Trabalhar perto de casa, ou morar perto do trabalho?

Trabalhar perto de casa, ou morar perto do trabalho?

Tudo na vida é a forma como encaramos as coisas. E um dia eu aprendi que um dos segredos da felicidade é saber o que é bom para você. Simples assim.

Embora eu seja um grande fã de cidades interioranas, sou tipicamente paulistano. Ando sempre com pressa, acho um absurdo lojas fechadas no feriado e meço distâncias em tempo. Dificilmente existe um lugar que dista menos de 40 minutos da minha casa.

Fora isso, também sempre morei em regiões periféricas da grande São Paulo. Nasci no Campo Limpo, entre a infância e início da vida adulta morei em Taboão da Serra, popularmente conhecida como fim do mundo (embora não seja), e hoje resido em Osasco.

O interessante é que há alguns anos eu notei algo: eu não tinha a menor intenção de me mudar para regiões mais centrais

Não me pareciam existir motivos particulares para morar nesses lugares, até ser maior de idade eu simplesmente morava com meus pais. Depois de adulto eu simplesmente não via muito motivo ou condição para me mudar e depois que casei eu simplesmente fui para onde deu pra ir. O interessante é que há alguns anos eu notei algo: Na verdade eu não tinha a menor intenção de me mudar para regiões mais centrais da cidade.

Tive a primeira pista disto ainda no meu primeiro estágio, oportunidade em que trabalhei em uma região nobre de São Paulo, em um bairro de prédios comerciais pomposos, escritórios incríveis e que ficavam a impressionantes uma hora e meia da minha casa.

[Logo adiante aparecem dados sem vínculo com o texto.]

//! Performance statistics collection for `--stats` output.

use std::time::{Duration, Instant};

/// Collects phase timings and run counters.
///
/// Created when `--stats` is passed and held as `Option<Stats>` in
/// `main`; when absent, no phases or counters are recorded.
pub struct Stats {
    total_start: Instant,
    phases: Vec<(&'static str, Duration)>,
    pub samples_loaded: usize,
    pub modes_run: usize,
}

impl Default for Stats {
    fn default() -> Self {
        Self::new()
    }
}

impl Stats {
    pub fn new() -> Self {
        Self {
            total_start: Instant::now(),
            phases: Vec::new(),
            samples_loaded: 0,
            modes_run: 0,
        }
    }

    /// Record a completed phase with its duration.
    pub fn add_phase(&mut self, name: &'static str, duration: Duration) {
        self.phases.push((name, duration));
    }

    /// Print the stats table to stderr.
    pub fn display(&self) {
        let total = self.total_start.elapsed();
        eprintln!();
        eprintln!("=== Slewmeter Performance Stats ===");

        for (name, dur) in &self.phases {
            eprintln!("  {:<24} {:>8.3}s", name, dur.as_secs_f64());
        }

        eprintln!("  Samples loaded:         {}", self.samples_loaded);
        eprintln!("  Modes run:              {}", self.modes_run);

        eprintln!("  ─────────────────────────────────");
        eprintln!("  Total:                  {:>8.3}s", total.as_secs_f64());
    }
}
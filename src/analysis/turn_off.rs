//! Turn-off transient extraction.
//!
//! At turn-off the gate voltage collapses, the drain voltage rises to the
//! bus level, and the channel current falls. Timings and slews key off
//! fractional levels of each signal's whole-capture peak.

use super::{Metric, TurnOffParams};
use crate::signal::{self, Direction};
use crate::trace::Trace;
use crate::window::{self, AnalysisConfig};

/// Extract turn-off switching parameters.
pub fn run(trace: &Trace, config: &AnalysisConfig) -> TurnOffParams {
    let _span = tracing::debug_span!("turn_off", samples = trace.len()).entered();
    let win = window::select(trace, config);
    let times = win.slice(&trace.times);
    let vgs = win.slice(&trace.vgs);
    let vds = win.slice(&trace.vds);
    let is = win.slice(&trace.is);

    let vgs_peak = signal::max_value(&trace.vgs);
    let vds_peak = signal::max_value(&trace.vds);
    let is_peak = signal::max_value(&trace.is);

    let high = config.high_fraction();
    let low = config.low_fraction();

    // gate falls from its high level through its low level
    let t_off = signal::interval_between(
        times,
        vgs,
        high * vgs_peak,
        low * vgs_peak,
        Direction::Falling,
    );
    // drain climbs through 40% then 60% of its peak
    let td_off = signal::interval_between(
        times,
        vds,
        0.4 * vds_peak,
        0.6 * vds_peak,
        Direction::Rising,
    );
    let dv_dt_off = signal::slew_between(
        times,
        vds,
        low * vds_peak,
        high * vds_peak,
        Direction::Rising,
    );
    let di_dt_off = signal::slew_between(
        times,
        is,
        high * is_peak,
        low * is_peak,
        Direction::Falling,
    );

    let power: Vec<f64> = vds.iter().zip(is).map(|(v, i)| v * i).collect();
    let e_off = match (times.first(), times.last()) {
        (Some(&t0), Some(&t1)) => {
            Metric::Value(signal::area_under_curve(times, &power, t0, t1))
        }
        _ => Metric::Indeterminate,
    };

    TurnOffParams {
        high_pct: config.high_threshold,
        low_pct: config.low_threshold,
        vgs_high: high * vgs_peak,
        vds_low: low * vds_peak,
        is_low: low * is_peak,
        t_off: t_off.into(),
        td_off: td_off.into(),
        dv_dt_off: dv_dt_off.into(),
        di_dt_off: di_dt_off.into(),
        e_off,
    }
}
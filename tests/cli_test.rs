//! Command-line validation tests run against the compiled binary.

use std::process::Command;

// ── Threshold Flag Tests ──────────────────────────────────────────

#[test]
fn test_high_threshold_over_100_rejected() {
    let output = Command::new(env!("CARGO_BIN_EXE_slewmeter"))
        .args(["capture.csv", "--high-threshold", "150"])
        .output()
        .expect("failed to run slewmeter");

    assert!(!output.status.success());
    let stderr = String::from_utf8_lossy(&output.stderr);
    assert!(stderr.contains("--high-threshold"), "stderr was: {stderr}");
    assert!(stderr.contains("150"), "stderr was: {stderr}");
}

#[test]
fn test_low_threshold_over_100_rejected() {
    let output = Command::new(env!("CARGO_BIN_EXE_slewmeter"))
        .args(["capture.csv", "--low-threshold", "101"])
        .output()
        .expect("failed to run slewmeter");

    assert!(!output.status.success());
    let stderr = String::from_utf8_lossy(&output.stderr);
    assert!(stderr.contains("--low-threshold"), "stderr was: {stderr}");
}

#[test]
fn test_threshold_bounds_accepted() {
    let output = Command::new(env!("CARGO_BIN_EXE_slewmeter"))
        .args([
            "tests/fixtures/switching_capture.csv",
            "--high-threshold",
            "100",
            "--low-threshold",
            "0",
        ])
        .output()
        .expect("failed to run slewmeter");

    assert!(
        output.status.success(),
        "stderr was: {}",
        String::from_utf8_lossy(&output.stderr)
    );
    let stdout = String::from_utf8_lossy(&output.stdout);
    assert!(stdout.contains("Turn-off Parameters"), "stdout was: {stdout}");
}
use crate::math::polygon_2d::{bounding_box_2d, signed_area_2d, Aabb2};
use crate::math::{Point2, TOLERANCE};
use crate::plan::RoomPolygon;

use super::options::Tuning;
use super::skeleton::SkeletonGraph;

/// Room size/shape category driving strategy selection.
///
/// The variant order is the processing order: compact rooms claim their
/// preferred positions first, so large-room logic must avoid them.
#[derive(Debug, Clone, Copy, PartialEq, Eq, PartialOrd, Ord)]
pub enum RoomCategory {
    Compact,
    Extended,
    Large,
}

/// Shape metrics computed once per room.
#[derive(Debug, Clone, Copy)]
pub struct RoomMetrics {
    /// Raw polygon area in square pixels (absolute shoelace value).
    pub area_px: f64,
    /// Area in square meters.
    pub area_m2: f64,
    /// Polygon area over bounding-box area; low values mean L/T/U shapes.
    pub fill_factor: f64,
    /// Bounding-box aspect ratio, always ≥ 1.
    pub aspect_ratio: f64,
    pub bbox: Aabb2,
}

/// Computes the metrics for one room polygon.
///
/// Returns `None` for degenerate input (fewer than 3 vertices, near-zero
/// area, or a collapsed bounding box); such rooms contribute no anchors.
#[must_use]
pub fn room_metrics(polygon: &[Point2], scale_ratio: f64) -> Option<RoomMetrics> {
    if polygon.len() < 3 {
        return None;
    }
    let bbox = bounding_box_2d(polygon)?;
    let width = bbox.width();
    let height = bbox.height();
    if width < TOLERANCE || height < TOLERANCE {
        return None;
    }

    let area_px = signed_area_2d(polygon).abs();
    if area_px < TOLERANCE {
        return None;
    }

    Some(RoomMetrics {
        area_px,
        area_m2: area_px / (scale_ratio * scale_ratio),
        fill_factor: area_px / (width * height),
        aspect_ratio: width.max(height) / width.min(height),
        bbox,
    })
}

/// Assigns a room category from its metrics and skeleton topology.
///
/// Rules, evaluated in order:
/// 1. tiny rooms are always compact;
/// 2. boxy medium rooms are compact…
/// 3. …unless elongated, which makes them corridors (extended);
/// 4. irregular medium rooms split on skeleton path length;
/// 5. everything else is large.
#[must_use]
pub fn classify(metrics: &RoomMetrics, max_skeleton_path_m: f64, tuning: &Tuning) -> RoomCategory {
    if metrics.area_m2 < tuning.compact_area_m2 {
        return RoomCategory::Compact;
    }

    if metrics.area_m2 <= tuning.medium_area_m2 {
        if metrics.fill_factor > tuning.fill_factor_cutoff {
            if metrics.aspect_ratio < tuning.aspect_ratio_cutoff {
                return RoomCategory::Compact;
            }
            return RoomCategory::Extended;
        }
        if max_skeleton_path_m < tuning.corridor_skeleton_m {
            return RoomCategory::Compact;
        }
        return RoomCategory::Extended;
    }

    RoomCategory::Large
}

/// A room prepared for candidate generation; lives for one engine call.
#[derive(Debug)]
pub struct ProcessedRoom {
    pub polygon: RoomPolygon,
    pub metrics: RoomMetrics,
    pub category: RoomCategory,
    /// Raw medial-axis segments as returned by the geometry service.
    pub raw_skeleton: Vec<Vec<Point2>>,
    /// Stitched skeleton graph built over the raw segments.
    pub graph: SkeletonGraph,
    pub max_skeleton_path_m: f64,
}
use std::collections::HashSet;

use crate::math::polygon_2d::signed_area_2d;
use crate::math::{Point2, TOLERANCE};
use crate::plan::{RoomPolygon, Wall};

/// Snap distance for coincident wall endpoints, pixels.
const ENDPOINT_SNAP_PX: f64 = 1.0;

/// Detects enclosed rooms from wall centerlines.
///
/// Wall endpoints are interned into canonical graph nodes, then every
/// bounded face of the wall graph is traced with an angle-ordered walk:
/// arriving at a node, the walk continues along the next edge clockwise
/// from the reversed incoming direction. Bounded faces come out
/// counter-clockwise; the unbounded outer face comes out clockwise and is
/// dropped by its negative signed area.
#[must_use]
pub fn detect_rooms(walls: &[Wall]) -> Vec<RoomPolygon> {
    let mut points: Vec<Point2> = Vec::new();
    let mut edges: Vec<(usize, usize)> = Vec::new();

    for wall in walls {
        let a = ensure_point(&mut points, wall.p1);
        let b = ensure_point(&mut points, wall.p2);
        if a != b && !edges.contains(&(a, b)) && !edges.contains(&(b, a)) {
            edges.push((a, b));
        }
    }

    if edges.len() < 3 {
        return Vec::new();
    }

    // Neighbors sorted by outgoing angle, ascending.
    let mut adjacency: Vec<Vec<usize>> = vec![Vec::new(); points.len()];
    for &(a, b) in &edges {
        adjacency[a].push(b);
        adjacency[b].push(a);
    }
    for (i, neighbors) in adjacency.iter_mut().enumerate() {
        let origin = points[i];
        neighbors.sort_by(|&m, &n| {
            outgoing_angle(&origin, &points[m])
                .partial_cmp(&outgoing_angle(&origin, &points[n]))
                .unwrap_or(std::cmp::Ordering::Equal)
        });
    }

    let mut used: HashSet<(usize, usize)> = HashSet::new();
    let mut rooms = Vec::new();
    let max_steps = edges.len() * 2 + 2;

    for &(a, b) in &edges {
        for (from, to) in [(a, b), (b, a)] {
            if used.contains(&(from, to)) {
                continue;
            }
            if let Some(cycle) = trace_face(from, to, &points, &adjacency, &mut used, max_steps) {
                let polygon: Vec<Point2> = cycle.iter().map(|&i| points[i]).collect();
                if polygon.len() >= 3 && signed_area_2d(&polygon) > TOLERANCE {
                    rooms.push(polygon);
                }
            }
        }
    }

    rooms
}

/// Walks one face loop starting along the directed edge `from`→`to`.
///
/// Returns the vertex cycle without the closing duplicate, or `None` if
/// the walk fails to close within the step cap.
fn trace_face(
    start_from: usize,
    start_to: usize,
    points: &[Point2],
    adjacency: &[Vec<usize>],
    used: &mut HashSet<(usize, usize)>,
    max_steps: usize,
) -> Option<Vec<usize>> {
    let mut cycle = Vec::new();
    let mut from = start_from;
    let mut to = start_to;

    for _ in 0..max_steps {
        used.insert((from, to));
        cycle.push(from);

        let next = next_clockwise(to, from, points, adjacency)?;
        from = to;
        to = next;

        if from == start_from && to == start_to {
            return Some(cycle);
        }
    }

    None
}

/// Picks the next edge clockwise from the reversed incoming direction.
///
/// At a dead end the only neighbor is the reverse edge itself, producing
/// a U-turn; dangling wall stubs therefore contribute zero area to the
/// face that swallows them.
fn next_clockwise(
    at: usize,
    came_from: usize,
    points: &[Point2],
    adjacency: &[Vec<usize>],
) -> Option<usize> {
    let neighbors = adjacency.get(at)?;
    if neighbors.is_empty() {
        return None;
    }

    let back_angle = outgoing_angle(&points[at], &points[came_from]);
    let eps = 1e-9;

    // Largest angle strictly below the back edge, wrapping to the overall
    // maximum when nothing is below.
    let mut best: Option<(usize, f64)> = None;
    let mut max: Option<(usize, f64)> = None;
    for &n in neighbors {
        let angle = outgoing_angle(&points[at], &points[n]);
        if max.is_none_or(|(_, a)| angle > a) {
            max = Some((n, angle));
        }
        if angle < back_angle - eps && best.is_none_or(|(_, a)| angle > a) {
            best = Some((n, angle));
        }
    }

    best.or(max).map(|(n, _)| n)
}

fn outgoing_angle(origin: &Point2, target: &Point2) -> f64 {
    (target.y - origin.y).atan2(target.x - origin.x)
}

/// Finds or inserts an interned point, returning its index.
fn ensure_point(points: &mut Vec<Point2>, p: Point2) -> usize {
    for (i, q) in points.iter().enumerate() {
        if (q - p).norm() <= ENDPOINT_SNAP_PX {
            return i;
        }
    }
    points.push(p);
    points.len() - 1
}

#[cfg(test)]
#[allow(clippy::unwrap_used)]
mod tests {
    use super::*;

    fn wall(x0: f64, y0: f64, x1: f64, y1: f64) -> Wall {
        Wall::new(Point2::new(x0, y0), Point2::new(x1, y1), 10.0)
    }

    #[test]
    fn square_room() {
        let walls = vec![
            wall(0.0, 0.0, 300.0, 0.0),
            wall(300.0, 0.0, 300.0, 300.0),
            wall(300.0, 300.0, 0.0, 300.0),
            wall(0.0, 300.0, 0.0, 0.0),
        ];
        let rooms = detect_rooms(&walls);
        assert_eq!(rooms.len(), 1, "expected one room, got {}", rooms.len());
        assert_eq!(rooms[0].len(), 4);
        assert!((signed_area_2d(&rooms[0]).abs() - 90_000.0).abs() < 1.0);
    }

    #[test]
    fn two_rooms_sharing_a_wall() {
        let walls = vec![
            wall(0.0, 0.0, 300.0, 0.0),
            wall(300.0, 0.0, 600.0, 0.0),
            wall(600.0, 0.0, 600.0, 300.0),
            wall(600.0, 300.0, 300.0, 300.0),
            wall(300.0, 300.0, 0.0, 300.0),
            wall(0.0, 300.0, 0.0, 0.0),
            // Dividing wall.
            wall(300.0, 0.0, 300.0, 300.0),
        ];
        let rooms = detect_rooms(&walls);
        assert_eq!(rooms.len(), 2, "expected two rooms, got {}", rooms.len());
        for room in &rooms {
            assert!((signed_area_2d(room).abs() - 90_000.0).abs() < 1.0);
        }
    }

    #[test]
    fn noisy_endpoints_still_close() {
        let walls = vec![
            wall(0.0, 0.0, 300.0, 0.5),
            wall(300.0, 0.0, 300.0, 300.0),
            wall(300.0, 300.5, 0.0, 300.0),
            wall(0.3, 300.0, 0.0, 0.0),
        ];
        let rooms = detect_rooms(&walls);
        assert_eq!(rooms.len(), 1);
    }

    #[test]
    fn open_walls_make_no_rooms() {
        let walls = vec![wall(0.0, 0.0, 300.0, 0.0), wall(300.0, 0.0, 300.0, 300.0)];
        assert!(detect_rooms(&walls).is_empty());
    }

    #[test]
    fn dangling_stub_is_harmless() {
        let walls = vec![
            wall(0.0, 0.0, 300.0, 0.0),
            wall(300.0, 0.0, 300.0, 300.0),
            wall(300.0, 300.0, 0.0, 300.0),
            wall(0.0, 300.0, 0.0, 0.0),
            // Stub poking into the room from a corner.
            wall(0.0, 0.0, 80.0, 80.0),
        ];
        let rooms = detect_rooms(&walls);
        assert_eq!(rooms.len(), 1);
        // Area unchanged; the stub is traversed both ways.
        assert!((signed_area_2d(&rooms[0]).abs() - 90_000.0).abs() < 1.0);
    }

    #[test]
    fn duplicate_walls_are_ignored() {
        let walls = vec![
            wall(0.0, 0.0, 300.0, 0.0),
            wall(0.0, 0.0, 300.0, 0.0),
            wall(300.0, 0.0, 300.0, 300.0),
            wall(300.0, 300.0, 0.0, 300.0),
            wall(0.0, 300.0, 0.0, 0.0),
        ];
        assert_eq!(detect_rooms(&walls).len(), 1);
    }
}
use std::collections::HashSet;

use slotmap::{new_key_type, Key, SecondaryMap, SlotMap};

use crate::math::distance_2d::point_dist;
use crate::math::polygon_2d::polyline_length_2d;
use crate::math::Point2;

new_key_type! {
    /// Key for a canonical skeleton graph node.
    pub struct SkeletonNodeId;
}

/// Topological graph reconstructed from raw medial-axis segments.
///
/// Raw skeletonization output is numerically noisy: near-coincident
/// endpoints from adjacent segments do not share exact coordinates. The
/// builder clusters endpoints into canonical nodes, drops segments that
/// collapse under snapping, and walks degree-2 chains into simplified
/// paths between structural nodes (degree ≠ 2).
#[derive(Debug, Default)]
pub struct SkeletonGraph {
    nodes: SlotMap<SkeletonNodeId, Point2>,
    adjacency: SecondaryMap<SkeletonNodeId, Vec<SkeletonNodeId>>,
    /// Simplified paths, each running from one structural node to another
    /// (or around a pure loop).
    pub paths: Vec<Vec<Point2>>,
}

impl SkeletonGraph {
    /// Number of canonical nodes.
    #[must_use]
    pub fn node_count(&self) -> usize {
        self.nodes.len()
    }

    #[must_use]
    pub fn is_empty(&self) -> bool {
        self.nodes.is_empty()
    }

    /// Degree of a node (number of distinct neighbors).
    #[must_use]
    pub fn degree(&self, id: SkeletonNodeId) -> usize {
        self.adjacency.get(id).map_or(0, Vec::len)
    }

    /// Positions of all junction nodes (degree ≥ 3).
    #[must_use]
    pub fn junction_positions(&self) -> Vec<Point2> {
        self.nodes
            .iter()
            .filter(|&(id, _)| self.degree(id) >= 3)
            .map(|(_, &pos)| pos)
            .collect()
    }

    /// Positions of all dead-end nodes (degree 1).
    #[must_use]
    pub fn endpoint_positions(&self) -> Vec<Point2> {
        self.nodes
            .iter()
            .filter(|&(id, _)| self.degree(id) == 1)
            .map(|(_, &pos)| pos)
            .collect()
    }

    /// Length of the longest simplified path, in input units.
    #[must_use]
    pub fn max_path_length(&self) -> f64 {
        self.paths
            .iter()
            .map(|p| polyline_length_2d(p))
            .fold(0.0, f64::max)
    }
}

/// Builds a [`SkeletonGraph`] from raw, possibly-disconnected polylines.
///
/// Endpoints are clustered by a running spatial match against nodes found
/// so far (first node within `snap_radius` wins), so no separate
/// cluster-merge pass is needed. Segments that collapse to a single node
/// after snapping are dropped. Each undirected edge contributes one
/// traversal; a connected component with no structural node (a pure loop)
/// gets an arbitrary node promoted to anchor the walk.
#[must_use]
pub fn build_robust_graph(segments: &[Vec<Point2>], snap_radius: f64) -> SkeletonGraph {
    let mut graph = SkeletonGraph::default();

    for polyline in segments {
        for pair in polyline.windows(2) {
            if !is_finite_point(&pair[0]) || !is_finite_point(&pair[1]) {
                continue;
            }
            let a = intern_node(&mut graph, pair[0], snap_radius);
            let b = intern_node(&mut graph, pair[1], snap_radius);
            if a == b {
                // Degenerate after snapping.
                continue;
            }
            link(&mut graph, a, b);
            link(&mut graph, b, a);
        }
    }

    graph.paths = walk_paths(&graph);
    graph
}

fn is_finite_point(p: &Point2) -> bool {
    p.x.is_finite() && p.y.is_finite()
}

/// Finds or inserts the canonical node for a point.
fn intern_node(graph: &mut SkeletonGraph, p: Point2, snap_radius: f64) -> SkeletonNodeId {
    for (id, pos) in &graph.nodes {
        if point_dist(pos, &p) <= snap_radius {
            return id;
        }
    }
    let id = graph.nodes.insert(p);
    graph.adjacency.insert(id, Vec::new());
    id
}

fn link(graph: &mut SkeletonGraph, from: SkeletonNodeId, to: SkeletonNodeId) {
    if let Some(neighbors) = graph.adjacency.get_mut(from) {
        if !neighbors.contains(&to) {
            neighbors.push(to);
        }
    }
}

/// Order-independent key for an undirected edge.
fn edge_key(a: SkeletonNodeId, b: SkeletonNodeId) -> (u64, u64) {
    let (x, y) = (a.data().as_ffi(), b.data().as_ffi());
    if x < y {
        (x, y)
    } else {
        (y, x)
    }
}

/// Walks simplified paths: from every structural node (degree ≠ 2), follow
/// each unvisited edge through degree-2 chains until the next structural
/// node. Leftover unvisited edges belong to pure degree-2 loops and are
/// walked from an arbitrary start.
fn walk_paths(graph: &SkeletonGraph) -> Vec<Vec<Point2>> {
    let mut visited: HashSet<(u64, u64)> = HashSet::new();
    let mut paths = Vec::new();

    let structural: Vec<SkeletonNodeId> = graph
        .nodes
        .keys()
        .filter(|&id| graph.degree(id) != 2)
        .collect();

    for &start in &structural {
        let Some(neighbors) = graph.adjacency.get(start) else {
            continue;
        };
        for &first in neighbors {
            if visited.contains(&edge_key(start, first)) {
                continue;
            }
            paths.push(walk_chain(graph, start, first, &mut visited, |node| {
                graph.degree(node) != 2
            }));
        }
    }

    // Pure loops: every node has degree 2, so no structural walk touched
    // them. Promote the first node with an unvisited edge to an ad hoc
    // anchor and traverse the cycle once.
    for id in graph.nodes.keys() {
        let Some(neighbors) = graph.adjacency.get(id) else {
            continue;
        };
        for &first in neighbors {
            if visited.contains(&edge_key(id, first)) {
                continue;
            }
            paths.push(walk_chain(graph, id, first, &mut visited, |node| node == id));
        }
    }

    paths
}

/// Follows a degree-2 chain from `start` through `first` until `stop_at`
/// returns true (or the chain dead-ends), marking edges visited.
fn walk_chain(
    graph: &SkeletonGraph,
    start: SkeletonNodeId,
    first: SkeletonNodeId,
    visited: &mut HashSet<(u64, u64)>,
    stop_at: impl Fn(SkeletonNodeId) -> bool,
) -> Vec<Point2> {
    let mut path = vec![graph.nodes[start]];
    let mut prev = start;
    let mut current = first;
    visited.insert(edge_key(prev, current));

    loop {
        path.push(graph.nodes[current]);
        if stop_at(current) {
            break;
        }
        let Some(next) = graph
            .adjacency
            .get(current)
            .and_then(|ns| ns.iter().copied().find(|&n| n != prev))
        else {
            break;
        };
        if visited.contains(&edge_key(current, next)) {
            break;
        }
        visited.insert(edge_key(current, next));
        prev = current;
        current = next;
    }

    path
}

Naquele ano uma greve gigante de ônibus tomou a grande São Paulo e eu não consegui ir trabalhar. Qual não foi a minha surpresa ao perceber que eu havia sido o único de todos os funcionários diretos da empresa que perdeu um dia de trabalho? Todos os outros ou foram de carro ou simplesmente moravam perto o bastante para ir trabalhar a pé.

Naquele momento me pareceu muito lógica a ideia de alugar um apartamento mais perto do trabalho. Morar sozinho me parecia uma boa ideia, eu já me considerava maduro o bastante pra lidar com isso, e provavelmente eu estava certo. Mas quando fui começar a estudar essa possibilidade a fundo eu percebi que eu simplesmente não queria. Cheguei a pesquisar alguns imóveis, mas nunca tive vontade o suficiente para simplesmente ir visitar um, por exemplo.

Olhando para trás agora, eu reconheço os variados motivos para isso. Algumas razões familiares, pessoais, religiosas e sociais são muito claras para mim hoje, embora não fossem na época. Decidi continuar na casa dos meus pais.

Mudei de emprego.

Passei a trabalhar em um escritório mais perto do centro da cidade. Agora a distância era de duas horas por trajeto, ou duas horas e meia quando o trânsito apertava um pouco mais. Tinha ficado bem mais pesado. Eu sentia que eu perdia muito tempo da minha vida. Quatro a cinco horas por dia eram gastas em transporte. Cerca de um sexto do meu dia era gasto no limbo existencial do trânsito paulistano. Tudo isso aconteceu no mesmo momento em que tive que começar a fazer terapia para tratar minhas crises de ansiedade. A ideia de me mudar para mais perto do trabalho voltou, e mais uma vez, eu simplesmente não queria fazer isso.

Isso me frustrava. Eu tinha feito tudo certo. Fui um bom aluno no ensino médio, fiz uma faculdade de nome na minha área, havia conseguido emprego em excelentes empresas, por que eu estava tão frustrado?

Eu preciso estar rodeado pelas pessoas que eu amo. Mesmo sem perceber eu havia estruturado minha vida toda em torno disso.

Com a terapia e com um pouco mais de maturidade fui notando a importância que eu dou para meus círculos sociais: meus amigos, a comunidade da minha igreja, minha família. Eu preciso estar - literalmente - rodeado pelas pessoas que eu amo. Isso não é um eufemismo, é uma necessidade real. Mesmo sem perceber eu havia estruturado minha vida toda em torno disso.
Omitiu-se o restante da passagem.